Mad Vlad Cancels South Africa Trip Fearing Arrest Warrant From ICC

Vladimir Putin will not attend the BRICS summit in South Africa next month where he was at risk of arrest, the country’s presidency said on Wednesday.

Russia will instead be represented by foreign minister Sergei Lavrov “by mutual agreement”, Pretoria said, after “a number of consultations” on hosting the summit.

The announcement has defused an intense political dilemma for president Cyril Ramaphosa, after the International Criminal Court (ICC) issued an arrest warrant for Putin.

As a member of the ICC, South Africa would have been expected to act on the warrant if Putin set foot in the country for the summit alongside the leaders of Brazil, India and China.
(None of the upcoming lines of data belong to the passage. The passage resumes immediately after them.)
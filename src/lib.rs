// Copyright 2025 Smart Scheduler Team
//
// Licensed under the Apache License, Version 2.0 (the "License");
// you may not use this file except in compliance with the License.
// You may obtain a copy of the License at
//
//     http://www.apache.org/licenses/LICENSE-2.0
//
// Unless required by applicable law or agreed to in writing, software
// distributed under the License is distributed on an "AS IS" BASIS,
// WITHOUT WARRANTIES OR CONDITIONS OF ANY KIND, either express or implied.
// See the License for the specific language governing permissions and
// limitations under the License.

use crate::context::Context;
use crate::reconcile::policy::{PolicyContext, error_policy as policy_error_policy, reconcile_policy};
use crate::reconcile::rebalance::{
    RebalanceContext, RecorderEmitter, error_policy as rebalance_error_policy,
    map_pod_to_workload, reconcile_rebalance,
};
use crate::state::{ApiPodLister, StateStore, SystemClock};
use crate::stats::Stats;
use crate::types::v1alpha1::policy::PodPlacementPolicy;
use crate::webhook::server::AppState;
use crate::webhook::{ApiOwnerLookup, PodMutator};
use futures::StreamExt;
use k8s_openapi::api::apps::v1 as appsv1;
use k8s_openapi::api::core::v1 as corev1;
use kube::runtime::controller::Config as ControllerConfig;
use kube::runtime::{Controller, watcher};
use kube::{Api, Client, CustomResourceExt, Resource};
use serde::de::DeserializeOwned;
use std::fmt::Debug;
use std::net::SocketAddr;
use std::pin::Pin;
use std::sync::Arc;
use tokio::io::{AsyncWrite, AsyncWriteExt};
use tracing::{info, warn};

pub mod annotations;
pub mod config;
mod context;
pub mod placement;
pub mod reconcile;
pub mod state;
pub mod stats;
pub mod strategy;
pub mod types;
pub mod utils;
pub mod webhook;

#[cfg(test)]
pub(crate) mod tests;

pub use config::Config;

pub async fn run(config: Config) -> Result<(), Box<dyn std::error::Error>> {
    tracing_subscriber::fmt()
        .with_level(true)
        .with_file(true)
        .with_line_number(true)
        .with_target(true)
        .with_max_level(if config.debug {
            tracing::Level::DEBUG
        } else {
            tracing::Level::INFO
        })
        .init();

    info!(
        webhook_port = config.webhook_port,
        leader_elect = config.leader_elect,
        namespaces = ?config.watch_namespaces,
        "starting smart-scheduler manager"
    );

    let client = Client::try_default().await?;
    let context = Arc::new(Context::new(client.clone()));
    let stats = Arc::new(Stats::default());
    let pods: Arc<ApiPodLister> = Arc::new(ApiPodLister::new(client.clone()));
    let clock = Arc::new(SystemClock);

    let mutator = Arc::new(PodMutator::new(
        Arc::new(ApiOwnerLookup::new(client.clone())),
        StateStore::new(client.clone()),
        stats.clone(),
    ));

    let rebalance_ctx = Arc::new(RebalanceContext {
        ctx: context.clone(),
        store: StateStore::new(client.clone()),
        pods: pods.clone(),
        emitter: Arc::new(RecorderEmitter::new(client.clone())),
        clock: clock.clone(),
        stats: stats.clone(),
        namespaces: config.watch_namespaces.clone(),
    });

    let rebalance_controller = Controller::new(
        scoped_api::<appsv1::Deployment>(&client, &config),
        watcher::Config::default(),
    )
    .watches(
        scoped_api::<corev1::Pod>(&client, &config),
        watcher::Config::default(),
        map_pod_to_workload,
    )
    .with_config(ControllerConfig::default().concurrency(1))
    .run(reconcile_rebalance, rebalance_error_policy, rebalance_ctx)
    .for_each(|result| async move {
        match result {
            Ok((workload, _)) => info!("rebalance reconciled, object {:?}", workload.name),
            Err(error) => warn!("rebalance reconcile failed: {}", error),
        }
    });

    let policy_ctx = Arc::new(PolicyContext {
        ctx: context.clone(),
        pods: pods.clone(),
        clock: clock.clone(),
        namespaces: config.watch_namespaces.clone(),
    });

    let policy_controller = Controller::new(
        scoped_api::<PodPlacementPolicy>(&client, &config),
        watcher::Config::default(),
    )
    .with_config(ControllerConfig::default().concurrency(2))
    .run(reconcile_policy, policy_error_policy, policy_ctx)
    .for_each(|result| async move {
        match result {
            Ok((policy, _)) => info!("policy reconciled, object {:?}", policy.name),
            Err(error) => warn!("policy reconcile failed: {}", error),
        }
    });

    let webhook_addr = SocketAddr::from(([0, 0, 0, 0], config.webhook_port));
    let app_state = AppState { mutator, stats: stats.clone() };
    let webhook_server = webhook::server::serve_webhook(webhook_addr, &config.cert_dir, app_state);
    let probe_server = webhook::server::serve_probes(config.health_probe_bind_address);
    let stats_server = webhook::server::serve_stats(config.metrics_bind_address, stats.clone());

    tokio::select! {
        _ = rebalance_controller => {}
        _ = policy_controller => {}
        result = webhook_server => result?,
        result = probe_server => result?,
        result = stats_server => result?,
    }

    Ok(())
}

/// kube Controllers take a single Api scope; with more than one requested
/// namespace the watch falls back to cluster scope and each reconcile
/// filters by namespace itself.
fn scoped_api<T>(client: &Client, config: &Config) -> Api<T>
where
    T: Clone + DeserializeOwned + Debug + Resource<Scope = k8s_openapi::NamespaceResourceScope>,
    <T as Resource>::DynamicType: Default,
{
    match config.watch_namespaces.as_slice() {
        [namespace] => Api::namespaced(client.clone(), namespace),
        _ => Api::all(client.clone()),
    }
}

pub async fn crd(file: Option<String>) -> Result<(), Box<dyn std::error::Error>> {
    let mut writer: Pin<Box<dyn AsyncWrite + Send>> = if let Some(file) = file {
        Box::pin(
            tokio::fs::OpenOptions::new()
                .create(true)
                .truncate(true)
                .write(true)
                .open(file)
                .await?,
        )
    } else {
        Box::pin(tokio::io::stdout())
    };

    writer
        .write_all(serde_yaml_ng::to_string(&PodPlacementPolicy::crd())?.as_bytes())
        .await?;

    Ok(())
}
But Pretoria had argued any arrest would be tantamount to a declaration of war against the nuclear-armed power.

South African diplomats have spent months trying to wrangle a way out of the confrontation, with suggestions including holding a remote meeting or transferring the summit to China.
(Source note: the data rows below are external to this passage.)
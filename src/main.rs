// Copyright 2025 Smart Scheduler Team
//
// Licensed under the Apache License, Version 2.0 (the "License");
// you may not use this file except in compliance with the License.
// You may obtain a copy of the License at
//
//     http://www.apache.org/licenses/LICENSE-2.0
//
// Unless required by applicable law or agreed to in writing, software
// distributed under the License is distributed on an "AS IS" BASIS,
// WITHOUT WARRANTIES OR CONDITIONS OF ANY KIND, either express or implied.
// See the License for the specific language governing permissions and
// limitations under the License.

use clap::{Parser, Subcommand};
use operator::Config;

shadow_rs::shadow!(build);

#[derive(Parser)]
#[command(name = "smart-scheduler-op")]
#[command(about = "Smart Scheduler Kubernetes Operator CLI", long_about = None)]
#[command(version = build::PKG_VERSION, long_version = build::CLAP_LONG_VERSION)]
struct Cli {
    #[command(subcommand)]
    command: Commands,
}

#[derive(Subcommand)]
enum Commands {
    /// Output CRDs in YAML
    Crd {
        /// Optional output path. If not set, the output will be written to stdout.
        #[arg(short, long)]
        file: Option<String>,
    },

    /// Run the controllers and the admission webhook
    Server {
        #[command(flatten)]
        config: Config,
    },
}

#[tokio::main]
async fn main() -> Result<(), Box<dyn std::error::Error>> {
    let cli = Cli::parse();

    match cli.command {
        Commands::Crd { file } => operator::crd(file).await?,
        Commands::Server { config } => operator::run(config).await?,
    }

    Ok(())
}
Pretoria said Mr Ramaphosa was now “confident that the summit will be a success and calls on the nation to extend the necessary hospitality to the many delegates who will arrive from various parts of the continent and the globe”.
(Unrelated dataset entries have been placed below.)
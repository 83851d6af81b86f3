// Copyright 2025 Smart Scheduler Team
//
// Licensed under the Apache License, Version 2.0 (the "License");
// you may not use this file except in compliance with the License.
// You may obtain a copy of the License at
//
//     http://www.apache.org/licenses/LICENSE-2.0
//
// Unless required by applicable law or agreed to in writing, software
// distributed under the License is distributed on an "AS IS" BASIS,
// WITHOUT WARRANTIES OR CONDITIONS OF ANY KIND, either express or implied.
// See the License for the specific language governing permissions and
// limitations under the License.

pub mod policy;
The opposition Democratic Alliance had added to the government’s discomfort by going to court to compel the ruling African National Congress to act on the warrant.

A government response before the court said Mr Ramaphosa believed seizing Putin would put South Africa at war.

He told the court: “It would be a reckless, unconstitutional and unlawful exercise of the powers conferred upon the government to declare war with Russia by arresting President Putin.

“My government and I have constitutional obligations to protect the national sovereignty, peace and security of the republic and its people.”

The BRICS group of nations and their attempt to form a counterweight to Western economic domination is a cornerstone of South Africa’s foreign policy.

However, the country has come under heavy domestic and international pressure not to host Putin since the ICC issued the warrant for his alleged role in deporting Ukrainian children.

Analysts have speculated that the recent domestic upheaval in Russia, with the brief mutiny by Yevgeny Prigozhin’s Wagner forces, may have come to Mr Ramaphosa’s aid, leaving Putin uneasy about travelling abroad.